§ WHAT THIS TASK INVOLVES
Where does the string "count" occur in the entries below? Copy every line where it does.

§ INPUT
use std::collections::HashSet;

use crate::types::{Dimension, ParameterSpace};

#[derive(Debug, Clone, PartialEq, Eq, thiserror::Error)]
pub enum ValidationError {
    #[error("Too few dimensions: pairwise coverage needs at least 2, got {count}")]
    TooFewDimensions { count: usize },

    #[error("Empty dimension name at position {position}")]
    EmptyName { position: usize },

    #[error("Duplicate dimension name '{name}'")]
    DuplicateDimension { name: String },

    #[error("Dimension '{dimension}' has no values")]
    NoValues { dimension: String },

    #[error("Dimension '{dimension}' lists value '{value}' more than once")]
    DuplicateValue { dimension: String, value: String },
}

/// Check a parameter space, collecting every problem found.
pub fn validate_space(space: &ParameterSpace) -> Result<(), Vec<ValidationError>> {
    let mut errors = Vec::new();
    if space.dimensions.len() < 2 {
        errors.push(ValidationError::TooFewDimensions {
            count: space.dimensions.len(),
        });
    }
    validate_names(space, &mut errors);
    for dimension in &space.dimensions {
        validate_values(dimension, &mut errors);
    }
    if errors.is_empty() {
        Ok(())
    } else {
        Err(errors)
    }
}

/// Names must be non-empty and unique; combinations are keyed by them.
fn validate_names(space: &ParameterSpace, errors: &mut Vec<ValidationError>) {
    let mut seen = HashSet::new();
    for (position, dimension) in space.dimensions.iter().enumerate() {
        if dimension.name.trim().is_empty() {
            errors.push(ValidationError::EmptyName { position });
            continue;
        }
        if !seen.insert(dimension.name.as_str()) {
            errors.push(ValidationError::DuplicateDimension {
                name: dimension.name.clone(),
            });
        }
    }
}

fn validate_values(dimension: &Dimension, errors: &mut Vec<ValidationError>) {
    if dimension.values.is_empty() {
        errors.push(ValidationError::NoValues {
            dimension: dimension.name.clone(),
        });
        return;
    }
    let mut seen = HashSet::new();
    for value in &dimension.values {
        if !seen.insert(value) {
            errors.push(ValidationError::DuplicateValue {
                dimension: dimension.name.clone(),
                value: value.to_string(),
            });
        }
    }
}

§ SOLUTION TO THIS TASK
    #[error("Too few dimensions: pairwise coverage needs at least 2, got {count}")]
    TooFewDimensions { count: usize },
            count: space.dimensions.len(),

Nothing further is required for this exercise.